Skip to main content

Prometheus

In order to use the dashboards provided in the repository, a minor metric_relabel_configs must be provided for all the target groups that have NVIDIA GPUs where dcgm-exporter is exporting metrics of the GPUs to Prometheus.
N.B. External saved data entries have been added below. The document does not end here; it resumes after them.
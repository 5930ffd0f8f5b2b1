// Shared device table for the integration tests.
#![allow(dead_code)]

use std::array;
use std::cell::Cell;

use thingset_core::{
    Access, Array, ArrayElems, Buffer, Context, DataNode, NodeData, Procedure, Records, Role,
    Subsets, ID_ROOT,
};

pub const REPORT: Subsets = Subsets::from_bits_retain(1 << 0);
pub const CAN: Subsets = Subsets::from_bits_retain(1 << 1);

pub const ID_INFO: u16 = 0x18;
pub const ID_CONF: u16 = 0x30;
pub const ID_INPUT: u16 = 0x60;
pub const ID_MEAS: u16 = 0x70;
pub const ID_LOG: u16 = 0x90;
pub const ID_REC: u16 = 0xA0;
pub const ID_RPC: u16 = 0xE0;
pub const ID_AUTH: u16 = 0xE2;
pub const ID_PUB: u16 = 0xF0;

pub const EXPERT_PASSWORD: &[u8] = b"expert123";
pub const MAKER_PASSWORD: &[u8] = b"maker456";

fn cells<const N: usize, T: Copy + Default>() -> [Cell<T>; N] {
    array::from_fn(|_| Cell::new(T::default()))
}

/// Application-owned storage behind the test table.
pub struct Store {
    pub manufacturer: [Cell<u8>; 16],
    pub manufacturer_len: Cell<usize>,
    pub timestamp: Cell<u32>,
    pub device_id: [Cell<u8>; 9],
    pub device_id_len: Cell<usize>,

    pub bat_charging_v: Cell<f32>,
    pub load_disconnect_v: Cell<f32>,
    pub ui32: Cell<u32>,
    pub i32: Cell<i32>,
    pub arrayi32: [Cell<i32>; 100],
    pub arrayi32_len: Cell<usize>,
    pub bytes: [Cell<u8>; 32],
    pub bytes_len: Cell<usize>,

    pub enable_charging: Cell<bool>,

    pub bat_v: Cell<f32>,
    pub bat_a: Cell<f32>,
    pub ambient_degc: Cell<i16>,

    pub log_count: Cell<usize>,
    pub log_time: Cell<u32>,
    pub log_error: Cell<u32>,

    pub bat_day_kwh: Cell<f32>,

    pub password: [Cell<u8>; 11],
    pub password_len: Cell<usize>,

    pub report_enable: Cell<bool>,
    pub report_interval: Cell<u16>,
}

impl Store {
    pub fn new() -> Self {
        let store = Self {
            manufacturer: cells(),
            manufacturer_len: Cell::new(0),
            timestamp: Cell::new(12_345_678),
            device_id: cells(),
            device_id_len: Cell::new(0),

            bat_charging_v: Cell::new(14.4),
            load_disconnect_v: Cell::new(10.8),
            ui32: Cell::new(0),
            i32: Cell::new(0),
            arrayi32: cells(),
            arrayi32_len: Cell::new(0),
            bytes: cells(),
            bytes_len: Cell::new(0),

            enable_charging: Cell::new(false),

            bat_v: Cell::new(14.1),
            bat_a: Cell::new(5.13),
            ambient_degc: Cell::new(22),

            log_count: Cell::new(4),
            log_time: Cell::new(0),
            log_error: Cell::new(0),

            bat_day_kwh: Cell::new(123.0),

            password: cells(),
            password_len: Cell::new(0),

            report_enable: Cell::new(false),
            report_interval: Cell::new(1000),
        };
        Buffer::new(&store.manufacturer, &store.manufacturer_len)
            .write(b"Libre Solar")
            .unwrap();
        Buffer::new(&store.device_id, &store.device_id_len)
            .write(b"ABCD1234")
            .unwrap();
        for (cell, v) in store.arrayi32.iter().zip([4, 2, 8, 4]) {
            cell.set(v);
        }
        store.arrayi32_len.set(4);
        store
    }

    pub fn nodes(&self) -> Vec<DataNode<'_>> {
        vec![
            // device information
            DataNode::group(ID_INFO, "info", ID_ROOT),
            DataNode::new(
                0x19,
                "Manufacturer",
                ID_INFO,
                NodeData::String(Buffer::new(&self.manufacturer, &self.manufacturer_len)),
                Access::ANY_R,
                Subsets::empty(),
            ),
            DataNode::new(
                0x1A,
                "Timestamp_s",
                ID_INFO,
                NodeData::U32(&self.timestamp),
                Access::ANY_RW,
                REPORT,
            ),
            DataNode::new(
                0x1B,
                "DeviceID",
                ID_INFO,
                NodeData::String(Buffer::new(&self.device_id, &self.device_id_len)),
                Access::ANY_R.union(Access::MKR_W),
                Subsets::empty(),
            ),
            // configuration
            DataNode::new(
                ID_CONF,
                "conf",
                ID_ROOT,
                NodeData::Group(Some(conf_changed as fn())),
                Access::ANY_R,
                Subsets::empty(),
            ),
            DataNode::new(
                0x31,
                "BatCharging_V",
                ID_CONF,
                NodeData::F32 {
                    value: &self.bat_charging_v,
                    decimals: 2,
                },
                Access::ANY_RW,
                Subsets::empty(),
            ),
            DataNode::new(
                0x32,
                "LoadDisconnect_V",
                ID_CONF,
                NodeData::F32 {
                    value: &self.load_disconnect_v,
                    decimals: 2,
                },
                Access::ANY_RW,
                Subsets::empty(),
            ),
            DataNode::new(
                0x7001,
                "secret_expert",
                ID_CONF,
                NodeData::U32(&self.ui32),
                Access::ANY_R.union(Access::EXP_W).union(Access::MKR_W),
                Subsets::empty(),
            ),
            DataNode::new(
                0x7002,
                "secret_maker",
                ID_CONF,
                NodeData::U32(&self.ui32),
                Access::ANY_R.union(Access::MKR_W),
                Subsets::empty(),
            ),
            DataNode::new(
                0x7003,
                "arrayi32",
                ID_CONF,
                NodeData::Array(Array::new(
                    ArrayElems::I32(&self.arrayi32),
                    &self.arrayi32_len,
                    0,
                )),
                Access::ANY_RW,
                Subsets::empty(),
            ),
            DataNode::new(
                0x8000,
                "bytesbuf",
                ID_CONF,
                NodeData::Bytes(Buffer::new(&self.bytes, &self.bytes_len)),
                Access::ANY_RW,
                Subsets::empty(),
            ),
            // input data
            DataNode::group(ID_INPUT, "input", ID_ROOT),
            DataNode::new(
                0x61,
                "EnableCharging",
                ID_INPUT,
                NodeData::Bool(&self.enable_charging),
                Access::ANY_RW,
                Subsets::empty(),
            ),
            // measurement data
            DataNode::group(ID_MEAS, "meas", ID_ROOT),
            DataNode::new(
                0x71,
                "Bat_V",
                ID_MEAS,
                NodeData::F32 {
                    value: &self.bat_v,
                    decimals: 2,
                },
                Access::ANY_R,
                REPORT.union(CAN),
            ),
            DataNode::new(
                0x72,
                "Bat_A",
                ID_MEAS,
                NodeData::F32 {
                    value: &self.bat_a,
                    decimals: 2,
                },
                Access::ANY_R,
                REPORT.union(CAN),
            ),
            DataNode::new(
                0x73,
                "Ambient_degC",
                ID_MEAS,
                NodeData::I16(&self.ambient_degc),
                Access::ANY_R,
                REPORT,
            ),
            // event log
            DataNode::new(
                ID_LOG,
                "log",
                ID_ROOT,
                NodeData::Records(Records::new(&self.log_count, 8)),
                Access::ANY_R,
                Subsets::empty(),
            ),
            DataNode::new(
                0x91,
                "t_s",
                ID_LOG,
                NodeData::U32(&self.log_time),
                Access::ANY_R,
                Subsets::empty(),
            ),
            DataNode::new(
                0x92,
                "Error",
                ID_LOG,
                NodeData::U32(&self.log_error),
                Access::ANY_R,
                Subsets::empty(),
            ),
            // recorded data
            DataNode::group(ID_REC, "rec", ID_ROOT),
            DataNode::new(
                0xA2,
                "BatDay_kWh",
                ID_REC,
                NodeData::F32 {
                    value: &self.bat_day_kwh,
                    decimals: 2,
                },
                Access::ANY_R,
                Subsets::empty(),
            ),
            // remote procedure calls
            DataNode::group(ID_RPC, "rpc", ID_ROOT),
            DataNode::exec(0xE1, "x-reset", ID_RPC, Procedure::new(reset), Access::ANY_RW),
            DataNode::exec(ID_AUTH, "x-auth", ID_RPC, Procedure::new(login), Access::ANY_RW),
            DataNode::new(
                0xE3,
                "Password",
                ID_AUTH,
                NodeData::String(Buffer::new(&self.password, &self.password_len)),
                Access::ANY_RW,
                Subsets::empty(),
            ),
            // reports
            DataNode::new(
                0xF4,
                "report",
                ID_ROOT,
                NodeData::Subset(REPORT),
                Access::ANY_R,
                Subsets::empty(),
            ),
            // publication settings
            DataNode::group(ID_PUB, ".pub", ID_ROOT),
            DataNode::group(0xF1, "report", ID_PUB),
            DataNode::new(
                0xF2,
                "Enable",
                0xF1,
                NodeData::Bool(&self.report_enable),
                Access::ANY_RW,
                Subsets::empty(),
            ),
            DataNode::new(
                0xF3,
                "Interval_ms",
                0xF1,
                NodeData::U16(&self.report_interval),
                Access::ANY_RW,
                Subsets::empty(),
            ),
        ]
    }
}

fn conf_changed() {}

fn reset(_ctx: &mut Context<'_>) {}

/// Grants a role depending on the password written to `rpc/x-auth/Password`.
pub fn login(ctx: &mut Context<'_>) {
    let Some(node) = ctx.find_by_path("rpc/x-auth/Password") else {
        return;
    };
    let Ok(password) = node.buffer() else {
        return;
    };
    let role = if password.eq_bytes(EXPERT_PASSWORD) {
        Role::Expert
    } else if password.eq_bytes(MAKER_PASSWORD) {
        Role::Maker
    } else {
        Role::User
    };
    ctx.set_authentication(role.grant());
}

/// A chain of nested groups `n1/n2/.../n<depth>` with ids `0x100 + level`.
pub fn chain(depth: u16) -> Vec<DataNode<'static>> {
    (1..=depth)
        .map(|level| {
            let parent = if level == 1 { ID_ROOT } else { 0x100 + level - 1 };
            let name: &'static str = Box::leak(format!("n{level}").into_boxed_str());
            DataNode::group(0x100 + level, name, parent)
        })
        .collect()
}

/// The path addressing the deepest node of [`chain`].
pub fn chain_path(depth: u16) -> String {
    (1..=depth)
        .map(|level| format!("n{level}"))
        .collect::<Vec<_>>()
        .join("/")
}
The following shows an example scrape configs where the target nodes contains NVIDIA GPUs:

scrape_configs:
# Scrape job containing NVIDIA DCGM exporter targets
- job: <job-name>
metric_relabel_configs:
- source_labels:
- modelName
- UUID
target_label: gpuuuid
regex: NVIDIA(.*);(.*)
replacement: $2
action: replace
- source_labels:
- modelName
- GPU_I_ID
target_label: gpuiid
regex: NVIDIA(.*);(.*)
replacement: $2
action: replace
- regex: UUID
action: labeldrop
- regex: GPU_I_ID
action: labeldrop

# Scrape job containing AMD SMI exporter targets
- job: <job-name>
metric_relabel_configs:
- source_labels:
- gpu_power
target_label: index
regex: (.*)
replacement: $1
action: replace
- source_labels:
- index
- gpu_use_percent
target_label: index
regex: ;(.+)
replacement: $1
action: replace
- source_labels:
- index
- gpu_memory_use_percent
target_label: index
regex: ;(.+)
replacement: $1
action: replace
- regex: gpu_power
action: labeldrop
- regex: gpu_use_percent
action: labeldrop
- regex: gpu_memory_use_percent
action: labeldrop

The metric_relabel_configs renames UUID and GPU_I_ID which are the UUID and MIG instance ID of NVIDIA GPU, respectively and sets it to gpuuuid and gpuiid which are compatible with CEEMS exporter. Moreover the config also drops unused UUID and GPU_I_ID labels to reduce storage.

Similarly, for AMD SMI exporter targets, metric_relabel_configs gpu_power, gpu_use_percent and gpu_memory_use_percent labels, which provides GPU index, to index that is compatible with CEEMS exporter.